Ciertamente, no admiro a Nicolás Maduro -ya he dicho antes que me parece tan megalómano como Trump- y soy crítico de un régimen populista en extremo, que no se basa en una revolución que estalló del pueblo con un definido propósito socialista, ni menos ha instaurado las bases para transitar a una sociedad socialista.

Sin embargo, ante el desembozado afán -plagado de burdas mentiras- del Imperio, con un loco como el mencionado a la cabeza, no es posible equivocar la opción. Es por ello que, lo que Sebastián Piñera -en su actual fase pro UDI- acude a apoyar a la frontera colombo-venezolana, resulta ser sencillamente una ignominia.

Propugnar, con su presencia y en “representación” de Chile, un golpe de Estado, una invasión militar o una insurrección contra un gobierno legalmente establecido (se esté o no de acuerdo con el sesgo de aquel) es alinearse y, de paso alinear al país, en contra del Derecho Internacional del cual somos parte y que hasta ahora siempre defendimos, es inmiscuirse antidemocráticamente en los asuntos internos de otro Estado y es obedecer vergonzantes lineamientos dictados por Washington, instrucciones determinadas por los intereses petroleros estadounidenses en la región.

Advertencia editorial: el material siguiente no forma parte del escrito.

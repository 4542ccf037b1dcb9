//! Unified diff parsing.
//!
//! Only the new side matters to checkers: which lines were added and at
//! which line number they sit in the staged file.

use crate::domain::AddedLine;

/// New-side start line of a hunk header `@@ -a,b +c,d @@`.
pub fn hunk_new_start(header: &str) -> Option<u32> {
    static_regex!(r"^@@ -\d+(?:,\d+)? \+(\d+)(?:,\d+)? @@")
        .captures(header)
        .and_then(|c| c[1].parse().ok())
}

/// Lines added by a unified diff of a single file.
pub fn parse_added_lines(diff: &str) -> Vec<AddedLine> {
    let mut added = Vec::new();
    let mut next_line: Option<u32> = None;

    for line in diff.lines() {
        if line.starts_with("diff --git ") {
            next_line = None;
            continue;
        }
        if line.starts_with("@@") {
            next_line = hunk_new_start(line);
            continue;
        }
        // File headers (`--- a/x`, `+++ b/x`) come before the first hunk.
        let Some(current) = next_line.as_mut() else {
            continue;
        };
        match line.as_bytes().first() {
            Some(b'+') => {
                added.push(AddedLine {
                    line: *current,
                    text: line[1..].to_string(),
                });
                *current += 1;
            }
            Some(b' ') => *current += 1,
            // Removed lines and "\ No newline at end of file" leave the new side alone.
            _ => {}
        }
    }
    added
}

#[cfg(test)]
mod tests {
    use super::*;

    #[test]
    fn test_hunk_header() {
        assert_eq!(hunk_new_start("@@ -10,2 +12,3 @@ fn main()"), Some(12));
        assert_eq!(hunk_new_start("@@ -0,0 +1 @@"), Some(1));
        assert_eq!(hunk_new_start("@@ broken @@"), None);
    }

    #[test]
    fn test_zero_context_diff() {
        let diff = "\
diff --git a/src/a.ts b/src/a.ts
index 1111111..2222222 100644
--- a/src/a.ts
+++ b/src/a.ts
@@ -3,0 +4,2 @@ export function a() {
+  console.log(a);
+  return a;
@@ -10 +12 @@ export function b() {
-  return 1;
+  return 2;
";
        let added = parse_added_lines(diff);
        let lines: Vec<(u32, &str)> = added.iter().map(|a| (a.line, a.text.as_str())).collect();
        assert_eq!(
            lines,
            vec![(4, "  console.log(a);"), (5, "  return a;"), (12, "  return 2;")]
        );
    }

    #[test]
    fn test_context_lines_advance_numbering() {
        let diff = "\
@@ -1,3 +1,4 @@
 keep
+new
 keep
\\ No newline at end of file
";
        let added = parse_added_lines(diff);
        assert_eq!(added.len(), 1);
        assert_eq!(added[0].line, 2);
    }

    #[test]
    fn test_added_line_starting_with_plus_signs() {
        let diff = "@@ -0,0 +1 @@\n+++counter;\n";
        let added = parse_added_lines(diff);
        assert_eq!(added[0].text, "++counter;");
    }
}
//! FlowForge Core Library
//!
//! Commit-time workflow rule enforcement: checkers, the context dispatcher,
//! verdict aggregation, the bypass layer and the engine that drives a run.

macro_rules! static_regex {
    ($re:literal) => {{
        static RE: std::sync::OnceLock<regex::Regex> = std::sync::OnceLock::new();
        RE.get_or_init(|| regex::Regex::new($re).expect("static pattern compiles"))
    }};
}

pub mod aggregate;
pub mod authorization;
pub mod bypass;
pub mod catalog;
pub mod checkers;
pub mod config;
pub mod diff;
pub mod dispatch;
pub mod domain;
pub mod engine;
pub mod obs;
pub mod report;
pub mod scm;
pub mod telemetry;
pub mod workspace;

pub use aggregate::{aggregate, AggregationPolicy, Aggregator};
pub use authorization::{CapabilityRule, CapabilityTable};
pub use bypass::{detect_bypass, BYPASS_TOKENS};
pub use catalog::RuleCatalog;
pub use checkers::{CheckInput, Checker, CheckerKind, CheckerRegistry};
pub use config::EngineConfig;
pub use dispatch::checkers_for;
pub use domain::{
    AddedLine, BypassNotice, Changeset, EnforcementContext, FileClass, FileStatus, Finding,
    FlowforgeError, RepoState, Result, RuleId, RuleResult, Severity, StagedFile, Verdict,
};
pub use engine::{Engine, RunRequest};
pub use report::{render_jsonl, render_text, OutputFormat};
pub use scm::{GitClient, SourceControlClient, StagedEntry};
pub use telemetry::init_tracing;
pub use workspace::{FsWorkspace, MemoryWorkspace, Workspace};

Pero, de paso, desnuda también quién es realmente Sebastián Piñera, quienes son sus secuaces, hacia donde conducen el país y, lo que es peor, lo que pretenden hacer de él.

Lo sucedido amerita preguntarse si con tales conductas el primer mandatario no ha incurrido, acaso, en un notable abandono de deberes. Francamente, nos gustaría escuchar desde el ámbito político o parlamentario una crítica severa que enjuicie las cada día más erradas conductas del ciudadano presidente de la República.

Esto, ya no sólo porque Piñera, de modo contumaz, se ha negado a concurrir personalmente -como debió hacerlo desde el primer momento- a la Patagonia afectada por gigantescos incendios forestales, sino, además, porque su presencia en Cúcuta forma parte de una provocación que pone en serio entredicho el prestigio conseguido por Chile en el concierto internacional, una imagen tan trabajosamente alcanzada por las anteriores administraciones de la post dictadura.

¿Nos devolverá marzo la crítica política que pareciera andar de vacaciones?